Information shown:
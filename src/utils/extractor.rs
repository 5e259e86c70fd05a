use actix_web::{FromRequest, HttpRequest, HttpResponse, dev::Payload, error::InternalError};
use futures_util::future::{Ready, ready};

use crate::models::{ApiResponse, ErrorCode};

/// 路径中的 `{id}` 参数，解析失败时返回统一错误响应而不是 404
#[derive(Debug, Clone, Copy)]
pub struct SafeIDI64(pub i64);

/// 路径中的 `{username}` 参数
#[derive(Debug, Clone)]
pub struct SafeUsername(pub String);

fn reject(message: &str) -> actix_web::Error {
    let response =
        HttpResponse::BadRequest().json(ApiResponse::error_empty(ErrorCode::BadRequest, message));
    InternalError::from_response(message.to_string(), response).into()
}

fn parse_id(raw: Option<&str>) -> Result<i64, actix_web::Error> {
    raw.and_then(|s| s.parse::<i64>().ok())
        .filter(|id| *id > 0)
        .ok_or_else(|| reject("Geçersiz kimlik numarası."))
}

fn parse_username(raw: Option<&str>) -> Result<String, actix_web::Error> {
    raw.map(str::trim)
        .filter(|s| crate::utils::validate::validate_username(s).is_ok())
        .map(str::to_string)
        .ok_or_else(|| reject("Geçersiz kullanıcı adı."))
}

impl FromRequest for SafeIDI64 {
    type Error = actix_web::Error;
    type Future = Ready<Result<Self, Self::Error>>;

    fn from_request(req: &HttpRequest, _: &mut Payload) -> Self::Future {
        ready(parse_id(req.match_info().get("id")).map(SafeIDI64))
    }
}

impl FromRequest for SafeUsername {
    type Error = actix_web::Error;
    type Future = Ready<Result<Self, Self::Error>>;

    fn from_request(req: &HttpRequest, _: &mut Payload) -> Self::Future {
        ready(parse_username(req.match_info().get("username")).map(SafeUsername))
    }
}

#[cfg(test)]
mod tests {
    use super::*;

    #[test]
    fn parses_positive_ids_only() {
        assert_eq!(parse_id(Some("15")).unwrap(), 15);
        assert!(parse_id(Some("0")).is_err());
        assert!(parse_id(Some("-3")).is_err());
        assert!(parse_id(Some("abc")).is_err());
        assert!(parse_id(None).is_err());
    }

    #[test]
    fn usernames_must_be_valid() {
        assert_eq!(parse_username(Some("ayse.k")).unwrap(), "ayse.k");
        assert_eq!(parse_username(Some("gülşen")).unwrap(), "gülşen");
        assert!(parse_username(Some("a b")).is_err());
        assert!(parse_username(None).is_err());
    }
}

What to produce:
Retype the data in full, precisely as given.

Result below:
filename src/utils/extractor.rs
repository 5e259e86c70fd05a
use actix_web::{FromRequest, HttpRequest, HttpResponse, dev::Payload, error::InternalError};
use futures_util::future::{Ready, ready};

use crate::models::{ApiResponse, ErrorCode};

/// 路径中的 `{id}` 参数，解析失败时返回统一错误响应而不是 404
#[derive(Debug, Clone, Copy)]
pub struct SafeIDI64(pub i64);

/// 路径中的 `{username}` 参数
#[derive(Debug, Clone)]
pub struct SafeUsername(pub String);

fn reject(message: &str) -> actix_web::Error {
    let response =
        HttpResponse::BadRequest().json(ApiResponse::error_empty(ErrorCode::BadRequest, message));
    InternalError::from_response(message.to_string(), response).into()
}

fn parse_id(raw: Option<&str>) -> Result<i64, actix_web::Error> {
    raw.and_then(|s| s.parse::<i64>().ok())
        .filter(|id| *id > 0)
        .ok_or_else(|| reject("Geçersiz kimlik numarası."))
}

fn parse_username(raw: Option<&str>) -> Result<String, actix_web::Error> {
    raw.map(str::trim)
        .filter(|s| crate::utils::validate::validate_username(s).is_ok())
        .map(str::to_string)
        .ok_or_else(|| reject("Geçersiz kullanıcı adı."))
}

impl FromRequest for SafeIDI64 {
    type Error = actix_web::Error;
    type Future = Ready<Result<Self, Self::Error>>;

    fn from_request(req: &HttpRequest, _: &mut Payload) -> Self::Future {
        ready(parse_id(req.match_info().get("id")).map(SafeIDI64))
    }
}

impl FromRequest for SafeUsername {
    type Error = actix_web::Error;
    type Future = Ready<Result<Self, Self::Error>>;

    fn from_request(req: &HttpRequest, _: &mut Payload) -> Self::Future {
        ready(parse_username(req.match_info().get("username")).map(SafeUsername))
    }
}

#[cfg(test)]
mod tests {
    use super::*;

    #[test]
    fn parses_positive_ids_only() {
        assert_eq!(parse_id(Some("15")).unwrap(), 15);
        assert!(parse_id(Some("0")).is_err());
        assert!(parse_id(Some("-3")).is_err());
        assert!(parse_id(Some("abc")).is_err());
        assert!(parse_id(None).is_err());
    }

    #[test]
    fn usernames_must_be_valid() {
        assert_eq!(parse_username(Some("ayse.k")).unwrap(), "ayse.k");
        assert_eq!(parse_username(Some("gülşen")).unwrap(), "gülşen");
        assert!(parse_username(Some("a b")).is_err());
        assert!(parse_username(None).is_err());
    }
}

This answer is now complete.